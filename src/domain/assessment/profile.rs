//! UnifiedProfile aggregate root.
//!
//! One per student, created at quiz-submission time by running all four
//! scorers plus dissonance detection over the raw answers. Read-only after
//! creation: the platform has no profile-update path, a re-submission
//! creates a new profile.

use serde::{Deserialize, Serialize};

use crate::domain::foundation::{ProfileId, StudentId, Timestamp};

use super::answers::QuizAnswers;
use super::disc::{DiscProfile, DiscScorer};
use super::dissonance::{DissonanceDetector, DissonanceFinding};
use super::jungian::{JungianType, JungianTyper};
use super::schwartz::{SchwartzScorer, SchwartzValues};
use super::vark::{VarkProfile, VarkScorer};

/// A student's complete learning profile across all four instruments.
#[derive(Debug, Clone, PartialEq, Serialize, Deserialize)]
#[serde(rename_all = "camelCase")]
pub struct UnifiedProfile {
    id: ProfileId,
    student_id: StudentId,
    vark: VarkProfile,
    disc: DiscProfile,
    jungian: JungianType,
    schwartz: SchwartzValues,
    dissonance_alert: bool,
    dissonance_notes: Option<String>,
    created_at: Timestamp,
}

impl UnifiedProfile {
    /// Builds a profile from raw quiz answers.
    ///
    /// Runs the four scorers and the dissonance detector in one shot.
    /// Total for any input: sparse or empty answer sets produce a valid
    /// profile with zeroed scores.
    pub fn from_answers(
        student_id: StudentId,
        answers: &QuizAnswers,
        schwartz_top_n: usize,
        timestamp: Timestamp,
    ) -> Self {
        let vark = VarkScorer::score(answers);
        let disc = DiscScorer::score(answers);
        let jungian = JungianTyper::type_from(answers);
        let schwartz = SchwartzScorer::score(answers, schwartz_top_n);
        let dissonance = DissonanceDetector::detect(&jungian, &disc);

        Self {
            id: ProfileId::new(),
            student_id,
            vark,
            disc,
            jungian,
            schwartz,
            dissonance_alert: dissonance.alert,
            dissonance_notes: dissonance.notes,
            created_at: timestamp,
        }
    }

    /// Reconstitutes a profile from stored parts.
    #[allow(clippy::too_many_arguments)]
    pub fn from_parts(
        id: ProfileId,
        student_id: StudentId,
        vark: VarkProfile,
        disc: DiscProfile,
        jungian: JungianType,
        schwartz: SchwartzValues,
        dissonance: DissonanceFinding,
        created_at: Timestamp,
    ) -> Self {
        Self {
            id,
            student_id,
            vark,
            disc,
            jungian,
            schwartz,
            dissonance_alert: dissonance.alert,
            dissonance_notes: dissonance.notes,
            created_at,
        }
    }

    // Getters

    pub fn id(&self) -> ProfileId {
        self.id
    }

    pub fn student_id(&self) -> StudentId {
        self.student_id
    }

    pub fn vark(&self) -> &VarkProfile {
        &self.vark
    }

    pub fn disc(&self) -> &DiscProfile {
        &self.disc
    }

    pub fn jungian(&self) -> &JungianType {
        &self.jungian
    }

    pub fn schwartz(&self) -> &SchwartzValues {
        &self.schwartz
    }

    pub fn dissonance_alert(&self) -> bool {
        self.dissonance_alert
    }

    pub fn dissonance_notes(&self) -> Option<&str> {
        self.dissonance_notes.as_deref()
    }

    pub fn created_at(&self) -> Timestamp {
        self.created_at
    }
}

*-*-*

**What you need to do**
Go through the records and work out how many lines contain the string "DissonanceFinding". The answer should be that number alone.

**Solution to the exercise**
2